At this Alexander was troubled and sore distressed for fear the other knew of someone in Macedonia or Greece who was preparing to make war on him, and asked, "Who is this enemy of mine in Greece or Macedonia?" 

"Why, do you not know," said he, "you who think that you know more than anyone else?" 

"In that case will you please tell me?" he asked; "do not conceal it." 

"I have been trying to tell you for a long time, but you do not hear that you are yourself your own bitterest foe and adversary as long as you are bad and foolish. And this is the man of whom you are more ignorant than of any other person. 

"For no foolish and evil man knows himself; else Apollo would not have given as the first commandment, 'Know thyself!'​ regarding it as the most difficult thing for every man. 

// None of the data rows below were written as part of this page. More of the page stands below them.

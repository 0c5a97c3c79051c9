use serde::Deserialize;

use crate::domain::order::OrderStatus;

/// Status change submitted from the kitchen board.
#[derive(Debug, Clone, Copy, Deserialize)]
pub struct ChangeStatusForm {
    pub status: OrderStatus,
}

/// Query parameters accepted by the admin orders list.
#[derive(Debug, Clone, Default, Deserialize)]
pub struct OrdersQuery {
    /// Include completed and cancelled orders.
    #[serde(default)]
    pub include_finished: bool,
    pub order_number: Option<i32>,
    pub page: Option<usize>,
}

#[cfg(test)]
mod tests {
    use super::*;

    #[test]
    fn status_form_rejects_unknown_status() {
        let parsed: Result<ChangeStatusForm, _> =
            serde_json::from_str(r#"{"status":"teleported"}"#);
        assert!(parsed.is_err());

        let parsed: ChangeStatusForm =
            serde_json::from_str(r#"{"status":"out_for_delivery"}"#).expect("valid status");
        assert_eq!(parsed.status, OrderStatus::OutForDelivery);
    }
}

"Or do you not think that folly is the greatest and most serious of all ailments and a blight to those that have it, and that a foolish man is his own greatest bane? Or do you not admit that he who is most harmful to a man and causes him the most ills is that man's greatest foe and adversary? 

"In view of what I say rage and prance about," said he, "and think me the greatest blackguard and slander me to the world and, if it be your pleasure, run me through with your spear; for I am the only man from whom you will get the truth, and you will learn it from no one else. For all are less honest than I and more servile."